This container will take a base image from docker-hub and use a pre-built nvidia/cuda container of a specific version. This container also contains the necessary CUDA tools to compile binaries that run on GPUs. After starting from this base-image, in the next steps some tools are installed, directories are created and filled with a git repository. From this repository a single example of a CUDA applictation is compiled. When running the container on the command line, this application is run automatically.

Now that we have the definition file, we can build the singularity image with:

singularity build --fakeroot --nv --sandbox cuda_example.sif cuda_example.def

In this command some flags are used, these and more are explained in the table below.

Flag Functionality
--fakeroot raises permissions inside the container to sudo, necessary for installing packages
--nv exposes the nvidia drivers of the host to the container (makes them available)
--sandbox allows the final container to be changed in write-mode, should only be used for debugging!
--writable allows writing into a sandboxed container when invoking singularity shell

--fakeroot is needed for installing git and make in the container. --nv is necessary to access the GPU from within the container, and --sandbox is used to allow the user after running this example to go into the container and make changes to folders, files or run other commands that change the state of the container.
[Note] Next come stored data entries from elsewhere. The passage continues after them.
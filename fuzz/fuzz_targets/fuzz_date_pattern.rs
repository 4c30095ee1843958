#![no_main]

use chrono::NaiveDate;
use libfuzzer_sys::fuzz_target;

fuzz_target!(|data: &[u8]| {
    if let Ok(s) = std::str::from_utf8(data) {
        // Must not panic — errors are fine, panics are bugs.
        if let Ok(pattern) = rechnung::core::DatePattern::parse(s) {
            let date = NaiveDate::from_ymd_opt(2024, 3, 2).unwrap();
            let _ = pattern.format(date);
        }
    }
});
If container --fakeroot building permissions are not enabled for you on the GPU nodes, please contact us at our helpdesk.
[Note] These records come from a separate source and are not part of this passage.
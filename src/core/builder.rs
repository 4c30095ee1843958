use chrono::NaiveDate;
use rust_decimal::Decimal;

use super::types::*;

/// Builder for [`Party`].
///
/// ```
/// use rechnung::core::*;
///
/// let party = PartyBuilder::new("Max", "Mustermann")
///     .address(AddressBuilder::new("Berlin", "10115", "Deutschland")
///         .street("Hauptstraße", "12")
///         .build())
///     .contact("max@example.com", "+49 30 12345")
///     .build();
/// assert_eq!(party.full_name(), "Max Mustermann");
/// ```
pub struct PartyBuilder {
    first_name: String,
    last_name: String,
    address: Address,
    contact: Contact,
}

impl PartyBuilder {
    pub fn new(first_name: impl Into<String>, last_name: impl Into<String>) -> Self {
        Self {
            first_name: first_name.into(),
            last_name: last_name.into(),
            address: AddressBuilder::new("", "", "").build(),
            contact: Contact {
                email: String::new(),
                phone: String::new(),
            },
        }
    }

    pub fn address(mut self, address: Address) -> Self {
        self.address = address;
        self
    }

    pub fn contact(mut self, email: impl Into<String>, phone: impl Into<String>) -> Self {
        self.contact = Contact {
            email: email.into(),
            phone: phone.into(),
        };
        self
    }

    pub fn build(self) -> Party {
        Party {
            first_name: self.first_name,
            last_name: self.last_name,
            address: self.address,
            contact: self.contact,
        }
    }

    /// Build a [`Customer`] carrying the given loader-derived identifier.
    pub fn build_customer(self, id: u32) -> Customer {
        Customer {
            party: self.build(),
            id,
        }
    }
}

/// Builder for [`Address`].
pub struct AddressBuilder {
    street: String,
    street_number: String,
    zip_code: String,
    location: String,
    country: String,
}

impl AddressBuilder {
    pub fn new(
        location: impl Into<String>,
        zip_code: impl Into<String>,
        country: impl Into<String>,
    ) -> Self {
        Self {
            street: String::new(),
            street_number: String::new(),
            zip_code: zip_code.into(),
            location: location.into(),
            country: country.into(),
        }
    }

    pub fn street(mut self, street: impl Into<String>, number: impl Into<String>) -> Self {
        self.street = street.into();
        self.street_number = number.into();
        self
    }

    pub fn build(self) -> Address {
        Address {
            street: self.street,
            street_number: self.street_number,
            zip_code: self.zip_code,
            location: self.location,
            country: self.country,
        }
    }
}

/// Builder for [`Company`].
pub struct CompanyBuilder {
    label: String,
    name: String,
    declaration: String,
    address: Address,
    shareholders: Vec<Party>,
    bank_account: BankAccount,
    tax_number: String,
}

impl CompanyBuilder {
    pub fn new(name: impl Into<String>, address: Address) -> Self {
        let name = name.into();
        Self {
            label: name.clone(),
            name,
            declaration: String::new(),
            address,
            shareholders: Vec::new(),
            bank_account: BankAccount {
                iban: String::new(),
                bic: String::new(),
                bank_name: String::new(),
            },
            tax_number: String::new(),
        }
    }

    pub fn label(mut self, label: impl Into<String>) -> Self {
        self.label = label.into();
        self
    }

    pub fn declaration(mut self, declaration: impl Into<String>) -> Self {
        self.declaration = declaration.into();
        self
    }

    pub fn add_shareholder(mut self, shareholder: Party) -> Self {
        self.shareholders.push(shareholder);
        self
    }

    pub fn bank_account(
        mut self,
        iban: impl Into<String>,
        bic: impl Into<String>,
        bank_name: impl Into<String>,
    ) -> Self {
        self.bank_account = BankAccount {
            iban: iban.into(),
            bic: bic.into(),
            bank_name: bank_name.into(),
        };
        self
    }

    pub fn tax_number(mut self, tax_number: impl Into<String>) -> Self {
        self.tax_number = tax_number.into();
        self
    }

    pub fn build(self) -> Company {
        Company {
            label: self.label,
            name: self.name,
            declaration: self.declaration,
            address: self.address,
            shareholders: self.shareholders,
            bank_account: self.bank_account,
            tax_number: self.tax_number,
        }
    }
}

/// Builder for [`Order`].
pub struct OrderBuilder {
    number: String,
    customer: Customer,
    products: Vec<Product>,
    date: NaiveDate,
}

impl OrderBuilder {
    pub fn new(number: impl Into<String>, date: NaiveDate, customer: Customer) -> Self {
        Self {
            number: number.into(),
            customer,
            products: Vec::new(),
            date,
        }
    }

    pub fn add_product(
        mut self,
        name: impl Into<String>,
        unit_price: Decimal,
        quantity: u32,
    ) -> Self {
        self.products.push(Product {
            name: name.into(),
            unit_price,
            quantity,
        });
        self
    }

    pub fn build(self) -> Order {
        Order {
            number: self.number,
            customer: self.customer,
            products: self.products,
            date: self.date,
        }
    }
}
Once the container is built - which can take a few minutes as multiple base containers have to be retrieved from the internet - you can run it using

singularity run --nv cuda_example.sif

which will output the result of the eigenvalues-test, as was instructed in the definition file under %runscript. To run commands from within a shell in the container that allow for making changes, do

singularity shell --nv --writable cuda_example.sif

The container was exposed to the GPU at build-time, and at run-time it also has to be exposed with --nv, otherwise it can not find the drivers! In case the container is still under development and needs debugging, use the --writable flag so that missing packages/libs can be added to the container at runtime. These packages have to be added in the definition file for the final singularity build.

Tip

Only use --sandbox and --writable when developing the image. Once the build is settled, create the container with a definition file and distribute it as-is for maximum stability.

There is also a full HPC development image made available by Nvidia, called “HPC SDK”, which is the software development kit that contains all the compilers, libraries and tools necessary to build efficient code that runs on GPUs. This image can be found here.

6.2.3. Running python

Popular python interfaces for modelling are tensorflow, keras, pytorch, and more. An example for using tensorflow in singularity is provided below, but some warnings have to be taken into account, due to the default behaviour of singularity with the host machine.

Starting on a machine in the GPU partition, we create a definition file nv-tf-22.07.def containing:

Bootstrap: docker
From: nvcr.io/nvidia/tensorflow:22.07-tf2-py3

%post
cd /tmp
git clone https://github.com/tensorflow/docs

%runscript
cd /tmp/docs/site/en/tutorials/keras
python

%help
This is a demo container to show how to run tensorflow in python

and build the container using the usual

singularity build --nv --fakeroot nv-tf-22.07.sif nv-tf-22.07.def

In this definition file, the tensorflow docs and tutorials are installed as an example to show how to do it.

Warning

Running pip inside the container using singularity shell when it is in --writable mode will write the python libraries to the default mounted location. This location is the $HOME-folder of $USER. As such, pip packages will end up on the host machine and not in the container. To avoid this behaviour, only run pip during the building of the image in the definition file, or change the mounting behaviour of singularity when entering the shell. For example, mount the local path of your project as working directory as the $HOME in the container.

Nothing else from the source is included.